** Records supplied follows **

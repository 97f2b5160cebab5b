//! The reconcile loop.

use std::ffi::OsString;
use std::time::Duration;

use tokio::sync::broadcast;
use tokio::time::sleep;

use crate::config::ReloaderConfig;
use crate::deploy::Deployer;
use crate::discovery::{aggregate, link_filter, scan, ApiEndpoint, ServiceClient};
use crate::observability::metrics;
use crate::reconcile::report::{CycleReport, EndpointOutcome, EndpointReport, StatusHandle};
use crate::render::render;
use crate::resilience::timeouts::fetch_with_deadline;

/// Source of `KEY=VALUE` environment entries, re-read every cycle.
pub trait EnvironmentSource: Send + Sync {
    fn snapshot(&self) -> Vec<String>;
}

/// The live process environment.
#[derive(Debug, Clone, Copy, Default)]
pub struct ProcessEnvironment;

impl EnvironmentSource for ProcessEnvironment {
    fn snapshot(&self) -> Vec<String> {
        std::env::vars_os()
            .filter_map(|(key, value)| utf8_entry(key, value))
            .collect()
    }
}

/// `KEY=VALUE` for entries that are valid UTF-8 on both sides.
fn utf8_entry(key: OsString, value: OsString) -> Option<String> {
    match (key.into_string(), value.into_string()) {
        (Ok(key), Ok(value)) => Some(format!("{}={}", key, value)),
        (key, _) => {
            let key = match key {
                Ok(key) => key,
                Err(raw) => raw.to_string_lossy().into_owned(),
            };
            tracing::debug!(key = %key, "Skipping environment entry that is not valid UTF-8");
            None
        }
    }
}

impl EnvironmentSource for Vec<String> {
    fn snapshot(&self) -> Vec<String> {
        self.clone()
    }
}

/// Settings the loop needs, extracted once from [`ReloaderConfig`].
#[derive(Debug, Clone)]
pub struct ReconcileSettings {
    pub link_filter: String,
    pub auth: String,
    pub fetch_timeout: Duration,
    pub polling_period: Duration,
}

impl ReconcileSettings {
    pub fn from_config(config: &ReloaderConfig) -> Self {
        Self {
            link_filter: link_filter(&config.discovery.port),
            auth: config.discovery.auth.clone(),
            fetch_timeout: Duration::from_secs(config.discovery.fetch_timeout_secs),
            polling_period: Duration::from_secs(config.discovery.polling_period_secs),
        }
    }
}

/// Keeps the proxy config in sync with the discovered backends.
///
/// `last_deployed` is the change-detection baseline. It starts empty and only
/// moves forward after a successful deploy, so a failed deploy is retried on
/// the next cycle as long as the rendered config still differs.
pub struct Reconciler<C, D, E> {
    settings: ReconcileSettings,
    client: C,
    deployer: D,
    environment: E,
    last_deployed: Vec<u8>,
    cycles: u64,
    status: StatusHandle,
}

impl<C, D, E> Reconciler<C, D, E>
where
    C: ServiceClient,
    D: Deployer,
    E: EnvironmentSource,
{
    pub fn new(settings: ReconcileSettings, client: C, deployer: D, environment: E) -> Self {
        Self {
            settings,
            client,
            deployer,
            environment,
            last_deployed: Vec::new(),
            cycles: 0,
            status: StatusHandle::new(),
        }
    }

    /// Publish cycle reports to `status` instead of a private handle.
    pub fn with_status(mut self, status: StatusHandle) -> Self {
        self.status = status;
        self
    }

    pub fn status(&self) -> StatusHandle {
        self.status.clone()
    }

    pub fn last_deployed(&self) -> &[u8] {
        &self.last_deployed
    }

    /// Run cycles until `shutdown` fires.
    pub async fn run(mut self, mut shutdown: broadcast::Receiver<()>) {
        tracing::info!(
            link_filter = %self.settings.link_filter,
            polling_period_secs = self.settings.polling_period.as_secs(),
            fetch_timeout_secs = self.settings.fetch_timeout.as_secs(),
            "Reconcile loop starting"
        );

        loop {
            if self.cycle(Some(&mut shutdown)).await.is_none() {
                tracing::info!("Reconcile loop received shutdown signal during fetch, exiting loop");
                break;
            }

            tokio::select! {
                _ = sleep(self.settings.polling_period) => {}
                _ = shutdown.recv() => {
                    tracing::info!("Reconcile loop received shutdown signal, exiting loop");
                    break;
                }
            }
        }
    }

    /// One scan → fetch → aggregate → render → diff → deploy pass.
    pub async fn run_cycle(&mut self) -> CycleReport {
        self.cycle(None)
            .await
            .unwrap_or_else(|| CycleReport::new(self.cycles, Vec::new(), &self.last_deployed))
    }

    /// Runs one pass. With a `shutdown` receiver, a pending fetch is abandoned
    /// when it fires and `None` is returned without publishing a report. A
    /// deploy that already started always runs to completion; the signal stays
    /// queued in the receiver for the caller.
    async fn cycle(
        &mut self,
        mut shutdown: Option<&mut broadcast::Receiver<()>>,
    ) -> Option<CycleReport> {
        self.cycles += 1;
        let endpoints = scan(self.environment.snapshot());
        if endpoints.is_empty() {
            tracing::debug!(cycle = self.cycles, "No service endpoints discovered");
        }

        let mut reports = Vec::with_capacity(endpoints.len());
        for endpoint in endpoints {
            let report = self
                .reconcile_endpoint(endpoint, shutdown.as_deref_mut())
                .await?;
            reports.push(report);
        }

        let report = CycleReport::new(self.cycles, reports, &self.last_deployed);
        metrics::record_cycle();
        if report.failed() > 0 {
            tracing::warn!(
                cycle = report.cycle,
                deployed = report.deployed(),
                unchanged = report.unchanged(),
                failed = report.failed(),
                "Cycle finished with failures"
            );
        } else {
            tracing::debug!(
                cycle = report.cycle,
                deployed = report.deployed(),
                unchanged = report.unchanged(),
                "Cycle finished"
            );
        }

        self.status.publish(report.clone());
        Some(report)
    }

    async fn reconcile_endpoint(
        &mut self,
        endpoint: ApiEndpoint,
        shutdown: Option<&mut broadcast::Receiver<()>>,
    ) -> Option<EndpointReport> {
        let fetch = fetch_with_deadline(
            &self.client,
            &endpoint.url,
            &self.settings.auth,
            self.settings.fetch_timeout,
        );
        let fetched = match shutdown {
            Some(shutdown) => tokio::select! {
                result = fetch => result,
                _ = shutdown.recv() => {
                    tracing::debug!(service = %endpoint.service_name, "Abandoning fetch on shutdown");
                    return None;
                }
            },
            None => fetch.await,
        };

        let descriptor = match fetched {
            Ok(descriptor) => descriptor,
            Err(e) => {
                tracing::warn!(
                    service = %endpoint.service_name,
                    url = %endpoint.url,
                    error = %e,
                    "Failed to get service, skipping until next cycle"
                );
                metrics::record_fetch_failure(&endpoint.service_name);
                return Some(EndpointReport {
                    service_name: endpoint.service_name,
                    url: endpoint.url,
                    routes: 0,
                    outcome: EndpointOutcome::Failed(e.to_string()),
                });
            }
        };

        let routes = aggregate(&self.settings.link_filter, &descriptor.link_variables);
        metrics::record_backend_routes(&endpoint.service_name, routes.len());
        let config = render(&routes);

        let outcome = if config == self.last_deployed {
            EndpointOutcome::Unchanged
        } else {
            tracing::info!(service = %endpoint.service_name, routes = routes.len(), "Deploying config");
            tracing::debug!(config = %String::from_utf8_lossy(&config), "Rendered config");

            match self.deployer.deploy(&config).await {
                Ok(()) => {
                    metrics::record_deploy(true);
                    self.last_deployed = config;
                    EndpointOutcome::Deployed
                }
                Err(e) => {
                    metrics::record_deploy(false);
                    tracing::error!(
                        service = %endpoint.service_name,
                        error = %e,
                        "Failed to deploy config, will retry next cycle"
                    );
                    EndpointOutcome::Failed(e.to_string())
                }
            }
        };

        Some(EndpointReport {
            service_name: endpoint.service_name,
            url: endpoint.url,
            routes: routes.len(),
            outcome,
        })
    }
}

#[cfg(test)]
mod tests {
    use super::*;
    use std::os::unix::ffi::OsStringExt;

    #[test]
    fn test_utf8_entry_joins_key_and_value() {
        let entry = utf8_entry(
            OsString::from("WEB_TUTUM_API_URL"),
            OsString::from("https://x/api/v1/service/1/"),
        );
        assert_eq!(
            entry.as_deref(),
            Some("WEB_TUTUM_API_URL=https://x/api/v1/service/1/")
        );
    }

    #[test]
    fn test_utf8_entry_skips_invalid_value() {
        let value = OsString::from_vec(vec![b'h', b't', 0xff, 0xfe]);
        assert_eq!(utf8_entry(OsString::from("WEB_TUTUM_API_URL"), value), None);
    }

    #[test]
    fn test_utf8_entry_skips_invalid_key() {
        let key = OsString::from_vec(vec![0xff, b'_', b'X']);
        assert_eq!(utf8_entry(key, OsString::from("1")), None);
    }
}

** End of Records supplied **

What is needed:
Once you have counted the lines above that hold the word "next", report only that total.

Response to this task:
3